An exact transcript of all the records is required, with nothing left out.

━━━━━ Exercise input ━━━━━

//! Tests for the high-score table.

use connect_log2::{DATETIME_FORMAT, HiScoreTable, Score};
use connect_log2_engine::FinalReport;
use std::fs;
use tempfile::TempDir;

fn score(points: u128, user: &str) -> Score {
    Score::new(points, 5, user.to_string(), "2024-01-01 00:00:00".to_string())
}

fn points(table: &HiScoreTable) -> Vec<u128> {
    table.scores().iter().map(|s| *s.points()).collect()
}

#[test]
fn test_missing_file_gives_empty_table() {
    let dir = TempDir::new().expect("Failed to create temp dir");
    let table = HiScoreTable::load(dir.path().join("hiscore.json"));
    assert!(table.is_empty());
}

#[test]
fn test_sorted_descending_and_stable() {
    let dir = TempDir::new().expect("Failed to create temp dir");
    let mut table = HiScoreTable::load(dir.path().join("hiscore.json"));
    assert!(table.insert(score(50, "a")));
    assert!(table.insert(score(200, "b")));
    assert!(table.insert(score(10, "c")));
    assert!(table.insert(score(200, "d")));

    assert_eq!(points(&table), [200, 200, 50, 10]);
    let users: Vec<&str> = table.scores().iter().map(|s| s.user().as_str()).collect();
    assert_eq!(users, ["b", "d", "a", "c"]);
}

#[test]
fn test_table_keeps_top_ten() {
    let dir = TempDir::new().expect("Failed to create temp dir");
    let mut table = HiScoreTable::load(dir.path().join("hiscore.json"));
    for p in 1..=10 {
        assert!(table.insert(score(p * 100, "p")));
    }
    assert_eq!(table.len(), HiScoreTable::MAX_SCORES);

    // Equal to the tenth place is not enough
    assert!(!table.insert(score(100, "late")));
    assert!(!table.insert(score(5, "late")));
    assert!(!table.qualifies(100));
    assert!(table.qualifies(101));

    assert!(table.insert(score(150, "new")));
    assert_eq!(table.len(), HiScoreTable::MAX_SCORES);
    assert_eq!(points(&table).last(), Some(&150));
    assert!(!points(&table).contains(&100));
}

#[test]
fn test_accepted_score_is_written() {
    let dir = TempDir::new().expect("Failed to create temp dir");
    let path = dir.path().join("hiscore.json");
    let mut table = HiScoreTable::load(&path);
    assert!(table.add_score(FinalReport::new(4096, 11), "alice"));

    let reloaded = HiScoreTable::load(&path);
    assert_eq!(reloaded.len(), 1);
    let entry = &reloaded.scores()[0];
    assert_eq!(*entry.points(), 4096);
    assert_eq!(*entry.tile(), 11);
    assert_eq!(entry.user(), "alice");
    assert!(chrono::NaiveDateTime::parse_from_str(entry.datetime(), DATETIME_FORMAT).is_ok());
}

#[test]
fn test_file_format() {
    let dir = TempDir::new().expect("Failed to create temp dir");
    let path = dir.path().join("hiscore.json");
    let mut table = HiScoreTable::load(&path);
    table.insert(score(1234, "bob"));

    let json: serde_json::Value =
        serde_json::from_str(&fs::read_to_string(&path).expect("Read failed")).expect("JSON");
    assert_eq!(
        json,
        serde_json::json!([
            {"points": 1234, "tile": 5, "user": "bob", "datetime": "2024-01-01 00:00:00"}
        ])
    );
}

#[test]
fn test_loaded_file_is_sorted() {
    let dir = TempDir::new().expect("Failed to create temp dir");
    let path = dir.path().join("hiscore.json");
    fs::write(
        &path,
        r#"[{"points": 3, "tile": 2, "user": "x", "datetime": "t"},
            {"points": 30, "tile": 5, "user": "y", "datetime": "t"}]"#,
    )
    .expect("Write failed");

    let table = HiScoreTable::load(&path);
    assert_eq!(points(&table), [30, 3]);
}

#[test]
fn test_oversized_file_is_cut_to_top_ten() {
    let dir = TempDir::new().expect("Failed to create temp dir");
    let path = dir.path().join("hiscore.json");
    let entries: Vec<Score> = (1..=15u128)
        .map(|p| score(p * 10, &format!("u{p}")))
        .collect();
    fs::write(&path, serde_json::to_string(&entries).expect("Serialize")).expect("Write failed");

    let table = HiScoreTable::load(&path);
    assert_eq!(table.len(), HiScoreTable::MAX_SCORES);
    assert_eq!(
        points(&table),
        [150, 140, 130, 120, 110, 100, 90, 80, 70, 60]
    );
    // The tenth best is 60, so a lower score no longer qualifies
    assert!(!table.qualifies(50));
    assert!(!table.qualifies(60));
    assert!(table.qualifies(61));
}

#[test]
fn test_corrupt_file_is_removed() {
    let dir = TempDir::new().expect("Failed to create temp dir");
    let path = dir.path().join("hiscore.json");
    fs::write(&path, r#"[{"points": "lots"}]"#).expect("Write failed");

    let table = HiScoreTable::load(&path);
    assert!(table.is_empty());
    assert!(!path.exists());
}

#[test]
fn test_store_creates_data_dir() {
    let dir = TempDir::new().expect("Failed to create temp dir");
    let path = dir.path().join("nested").join("hiscore.json");
    let mut table = HiScoreTable::load(&path);
    assert!(table.insert(score(8, "z")));
    assert!(path.exists());
}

━━━━━

> _Answer to the problem_
//! Tests for the high-score table.

use connect_log2::{DATETIME_FORMAT, HiScoreTable, Score};
use connect_log2_engine::FinalReport;
use std::fs;
use tempfile::TempDir;

fn score(points: u128, user: &str) -> Score {
    Score::new(points, 5, user.to_string(), "2024-01-01 00:00:00".to_string())
}

fn points(table: &HiScoreTable) -> Vec<u128> {
    table.scores().iter().map(|s| *s.points()).collect()
}

#[test]
fn test_missing_file_gives_empty_table() {
    let dir = TempDir::new().expect("Failed to create temp dir");
    let table = HiScoreTable::load(dir.path().join("hiscore.json"));
    assert!(table.is_empty());
}

#[test]
fn test_sorted_descending_and_stable() {
    let dir = TempDir::new().expect("Failed to create temp dir");
    let mut table = HiScoreTable::load(dir.path().join("hiscore.json"));
    assert!(table.insert(score(50, "a")));
    assert!(table.insert(score(200, "b")));
    assert!(table.insert(score(10, "c")));
    assert!(table.insert(score(200, "d")));

    assert_eq!(points(&table), [200, 200, 50, 10]);
    let users: Vec<&str> = table.scores().iter().map(|s| s.user().as_str()).collect();
    assert_eq!(users, ["b", "d", "a", "c"]);
}

#[test]
fn test_table_keeps_top_ten() {
    let dir = TempDir::new().expect("Failed to create temp dir");
    let mut table = HiScoreTable::load(dir.path().join("hiscore.json"));
    for p in 1..=10 {
        assert!(table.insert(score(p * 100, "p")));
    }
    assert_eq!(table.len(), HiScoreTable::MAX_SCORES);

    // Equal to the tenth place is not enough
    assert!(!table.insert(score(100, "late")));
    assert!(!table.insert(score(5, "late")));
    assert!(!table.qualifies(100));
    assert!(table.qualifies(101));

    assert!(table.insert(score(150, "new")));
    assert_eq!(table.len(), HiScoreTable::MAX_SCORES);
    assert_eq!(points(&table).last(), Some(&150));
    assert!(!points(&table).contains(&100));
}

#[test]
fn test_accepted_score_is_written() {
    let dir = TempDir::new().expect("Failed to create temp dir");
    let path = dir.path().join("hiscore.json");
    let mut table = HiScoreTable::load(&path);
    assert!(table.add_score(FinalReport::new(4096, 11), "alice"));

    let reloaded = HiScoreTable::load(&path);
    assert_eq!(reloaded.len(), 1);
    let entry = &reloaded.scores()[0];
    assert_eq!(*entry.points(), 4096);
    assert_eq!(*entry.tile(), 11);
    assert_eq!(entry.user(), "alice");
    assert!(chrono::NaiveDateTime::parse_from_str(entry.datetime(), DATETIME_FORMAT).is_ok());
}

#[test]
fn test_file_format() {
    let dir = TempDir::new().expect("Failed to create temp dir");
    let path = dir.path().join("hiscore.json");
    let mut table = HiScoreTable::load(&path);
    table.insert(score(1234, "bob"));

    let json: serde_json::Value =
        serde_json::from_str(&fs::read_to_string(&path).expect("Read failed")).expect("JSON");
    assert_eq!(
        json,
        serde_json::json!([
            {"points": 1234, "tile": 5, "user": "bob", "datetime": "2024-01-01 00:00:00"}
        ])
    );
}

#[test]
fn test_loaded_file_is_sorted() {
    let dir = TempDir::new().expect("Failed to create temp dir");
    let path = dir.path().join("hiscore.json");
    fs::write(
        &path,
        r#"[{"points": 3, "tile": 2, "user": "x", "datetime": "t"},
            {"points": 30, "tile": 5, "user": "y", "datetime": "t"}]"#,
    )
    .expect("Write failed");

    let table = HiScoreTable::load(&path);
    assert_eq!(points(&table), [30, 3]);
}

#[test]
fn test_oversized_file_is_cut_to_top_ten() {
    let dir = TempDir::new().expect("Failed to create temp dir");
    let path = dir.path().join("hiscore.json");
    let entries: Vec<Score> = (1..=15u128)
        .map(|p| score(p * 10, &format!("u{p}")))
        .collect();
    fs::write(&path, serde_json::to_string(&entries).expect("Serialize")).expect("Write failed");

    let table = HiScoreTable::load(&path);
    assert_eq!(table.len(), HiScoreTable::MAX_SCORES);
    assert_eq!(
        points(&table),
        [150, 140, 130, 120, 110, 100, 90, 80, 70, 60]
    );
    // The tenth best is 60, so a lower score no longer qualifies
    assert!(!table.qualifies(50));
    assert!(!table.qualifies(60));
    assert!(table.qualifies(61));
}

#[test]
fn test_corrupt_file_is_removed() {
    let dir = TempDir::new().expect("Failed to create temp dir");
    let path = dir.path().join("hiscore.json");
    fs::write(&path, r#"[{"points": "lots"}]"#).expect("Write failed");

    let table = HiScoreTable::load(&path);
    assert!(table.is_empty());
    assert!(!path.exists());
}

#[test]
fn test_store_creates_data_dir() {
    let dir = TempDir::new().expect("Failed to create temp dir");
    let path = dir.path().join("nested").join("hiscore.json");
    let mut table = HiScoreTable::load(&path);
    assert!(table.insert(score(8, "z")));
    assert!(path.exists());
}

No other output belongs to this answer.